Consumers who are buying Pepsi-Cola in Baltimore, Maryland, and in Richmond, Virginia, are getting more than just a soft drink. They are finding a postcard attached which they are urged to mail to Donald Kendall, chairman of the Board of PepsiCo, “requesting that he grant a Pepsi franchise in Israel.”
The drive was started by Morton Lapides, chairman of the Board of the Allegheny Beverage Co. in Baltimore, the fourth largest bottler of Pepsi-Cola products in the United States. Allegheny Beverage holds the franchise to bottle and sell Pepsi products in parts of Maryland, Virginia, West Virginia and Pennsylvania.
Lapides said he started his campaign three weeks ago because since July, 1982 he has been trying to contact Kendall to discuss Allegheny’s request to sell Pepsi in Israel. Instead, Lapides has received statements from other PepsiCo officials that a Pepsi franchise in Israel would not be profitable and that the State of Israel does not want Pepsi sold there.
SAYS ISRAEL WELCOMES PEPSI
But Lapides produced a letter from Meir Dayan, Israeli economics consul in Philadelphia, dated July 1, 1982 which said that Israel “would welcome your coming into Israel, building a plant based on a Pepsi-Cola franchise, and offering your product to the Israeli market.”
Lapides believes that his company “has the financial and technological resource to construct and operate a successful franchise” in Israel and “I am willing to back that statement by taking the necessary financial risks which are involved. “
Pepsi-Cola has an exclusive contract for selling cola drinks in the Soviet Union and also does business in many Arab states, Lapides said, among them Egypt, Jordan and Saudi Arabia. He believes that his card campaign can put public pressure on Kendall.
The cards, which say “Help Start a Pepsi Generation in Israel, ” are being put basically in Jewish neighborhoods, according to Jeffrey Sandman, a spokesman for Allegheny. But he said he believes non-Jews will also support the effort.
“If PepsiCo can permit franchises to exist in small areas in the United States, then certainly Israel, with more than 4,000,000 people, deserve a Pepsi franchise, ” the card to Kendall notes.
PEPSICO SAYS THERE IS NO BOYCOTT
A PepsiCo official said that although there is no Pepsi franchise in Israel the company was not participating in the economic boycott of Israel by Arab countries in which the Arab countries have blacklisted foreign firms doing business with Israel.
According to Cartha DeLoach, PepsiCo’s vice president of corporate affairs, “There is no boycott, it’s just a matter of pure economics. It’s not economically viable to establish manufacturing facilities for Pepsi-Cola in Israel at the present time. We’re not in many countries around the world for the same reason.”

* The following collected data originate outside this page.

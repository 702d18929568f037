use rusqlite::{Connection, OptionalExtension};
use crate::models::Entry;
use anyhow::{Context, Result};
use std::collections::BTreeMap;

/// Entry repository
///
/// Properties live in the `entries` table; field values and other meta in
/// `entry_meta`, one row per key. Empty values are not written.
pub struct EntryRepo;

impl EntryRepo {
    /// Create a new entry with its meta rows
    pub fn create(conn: &Connection, entry: &Entry) -> Result<Entry> {
        let tx = conn.unchecked_transaction()?;
        tx.execute(
            "INSERT INTO entries (form_id, date_created, date_updated, created_by, payment_date,
                                  payment_status, status, is_starred, is_read, ip, source_url)
             VALUES (?1, ?2, ?3, ?4, ?5, ?6, ?7, ?8, ?9, ?10, ?11)",
            rusqlite::params![
                entry.form_id,
                entry.date_created,
                entry.date_updated,
                entry.created_by,
                entry.payment_date,
                entry.payment_status,
                entry.status,
                if entry.is_starred { 1 } else { 0 },
                if entry.is_read { 1 } else { 0 },
                entry.ip,
                entry.source_url,
            ],
        )
        .with_context(|| format!("Failed to create entry for form {}", entry.form_id))?;
        let id = tx.last_insert_rowid();

        let mut meta = BTreeMap::new();
        for (key, value) in &entry.meta {
            if value.is_empty() {
                continue;
            }
            tx.execute(
                "INSERT INTO entry_meta (entry_id, form_id, meta_key, meta_value) VALUES (?1, ?2, ?3, ?4)",
                rusqlite::params![id, entry.form_id, key, value],
            )
            .with_context(|| format!("Failed to store value '{}' of entry {}", key, id))?;
            meta.insert(key.clone(), value.clone());
        }
        tx.commit()?;

        Ok(Entry {
            id: Some(id),
            meta,
            ..entry.clone()
        })
    }

    /// Get entry by ID, with its meta
    pub fn get_by_id(conn: &Connection, id: i64) -> Result<Option<Entry>> {
        let mut stmt = conn.prepare(
            "SELECT id, form_id, date_created, date_updated, created_by, payment_date, payment_status,
                    status, is_starred, is_read, ip, source_url
             FROM entries WHERE id = ?1"
        )?;

        let entry = stmt.query_row([id], |row| {
            Ok(Entry {
                id: Some(row.get(0)?),
                form_id: row.get(1)?,
                date_created: row.get(2)?,
                date_updated: row.get(3)?,
                created_by: row.get(4)?,
                payment_date: row.get(5)?,
                payment_status: row.get(6)?,
                status: row.get(7)?,
                is_starred: row.get::<_, i64>(8)? != 0,
                is_read: row.get::<_, i64>(9)? != 0,
                ip: row.get(10)?,
                source_url: row.get(11)?,
                meta: BTreeMap::new(),
            })
        }).optional()?;

        let Some(mut entry) = entry else {
            return Ok(None);
        };
        entry.meta = Self::load_meta(conn, id)?;
        Ok(Some(entry))
    }

    /// All active entries of a form, oldest first
    pub fn list_for_form(conn: &Connection, form_id: i64) -> Result<Vec<Entry>> {
        let mut stmt = conn.prepare(
            "SELECT id FROM entries WHERE form_id = ?1 AND status = 'active' ORDER BY id"
        )?;
        let ids = stmt.query_map([form_id], |row| row.get::<_, i64>(0))?;

        let mut entries = Vec::new();
        for id in ids {
            if let Some(entry) = Self::get_by_id(conn, id?)? {
                entries.push(entry);
            }
        }
        Ok(entries)
    }

    fn load_meta(conn: &Connection, entry_id: i64) -> Result<BTreeMap<String, String>> {
        let mut stmt = conn.prepare(
            "SELECT meta_key, meta_value FROM entry_meta WHERE entry_id = ?1 ORDER BY id"
        )?;
        let rows = stmt.query_map([entry_id], |row| Ok((row.get::<_, String>(0)?, row.get::<_, String>(1)?)))?;

        let mut meta = BTreeMap::new();
        for row in rows {
            let (key, value) = row?;
            meta.insert(key, value);
        }
        Ok(meta)
    }
}

#[cfg(test)]
mod tests {
    use super::*;
    use crate::db::DbConnection;
    use crate::models::Form;
    use crate::repo::FormRepo;

    fn setup() -> Connection {
        let conn = DbConnection::connect_in_memory().unwrap();
        FormRepo::save(&conn, &Form::new(1, "Contact")).unwrap();
        conn
    }

    #[test]
    fn test_create_and_get() {
        let conn = setup();
        let mut entry = Entry::new(1).with_value("3", "hello").with_value("7", "12");
        entry.created_by = Some(5);
        let created = EntryRepo::create(&conn, &entry).unwrap();
        assert!(created.id.is_some());

        let loaded = EntryRepo::get_by_id(&conn, created.id.unwrap()).unwrap().unwrap();
        assert_eq!(loaded.created_by, Some(5));
        assert_eq!(loaded.get("3"), Some("hello".to_string()));
        assert_eq!(loaded.get("7"), Some("12".to_string()));
    }

    #[test]
    fn test_empty_values_have_no_meta_row() {
        let conn = setup();
        let created = EntryRepo::create(&conn, &Entry::new(1).with_value("7", "")).unwrap();
        let loaded = EntryRepo::get_by_id(&conn, created.id.unwrap()).unwrap().unwrap();
        assert_eq!(loaded.get("7"), None);

        let rows: i64 = conn.query_row("SELECT COUNT(*) FROM entry_meta", [], |row| row.get(0)).unwrap();
        assert_eq!(rows, 0);
    }

    #[test]
    fn test_list_for_form_skips_trashed() {
        let conn = setup();
        EntryRepo::create(&conn, &Entry::new(1)).unwrap();
        let mut trashed = Entry::new(1);
        trashed.status = "trash".to_string();
        EntryRepo::create(&conn, &trashed).unwrap();

        assert_eq!(EntryRepo::list_for_form(&conn, 1).unwrap().len(), 1);
    }
}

PepsiCo officials have not make it clear why the company thinks it can’t make money in Israel. Coca-Cola has been selling its product in Israel since 1967 and says it has been making money but the market is not quite as profitable as Arab markets, where soft drink sales benefit from the Moslem prohibition on alcohol. Coca-Cola markets its product in a number of Arab countries, including Egypt.
When Coca-Cola first became available in Israel, the firm was put on the Arab boycott list. According to a company spokesman, that listing forced his firm out of a least one Arab country, Egypt. Coca-Cola returned to Egypt in 1979, after Egypt signed a peace agreement with Israel.
STATEMENT BY ADL
Abraham Foxman, associate national director of the ADL, said today: “We have recently been in contact with senior officials of PepsiCo, including a face-to-face meeting with senior vice president Nestor Corbonell and vice president Cartha DeLoach. We discussed the allegations concerning a role for Pepsi-Cola in Israel. PepsiCo set forth their arguments and we are checking into the whole situation. At this point we are not ready to make a judgement in the matter.”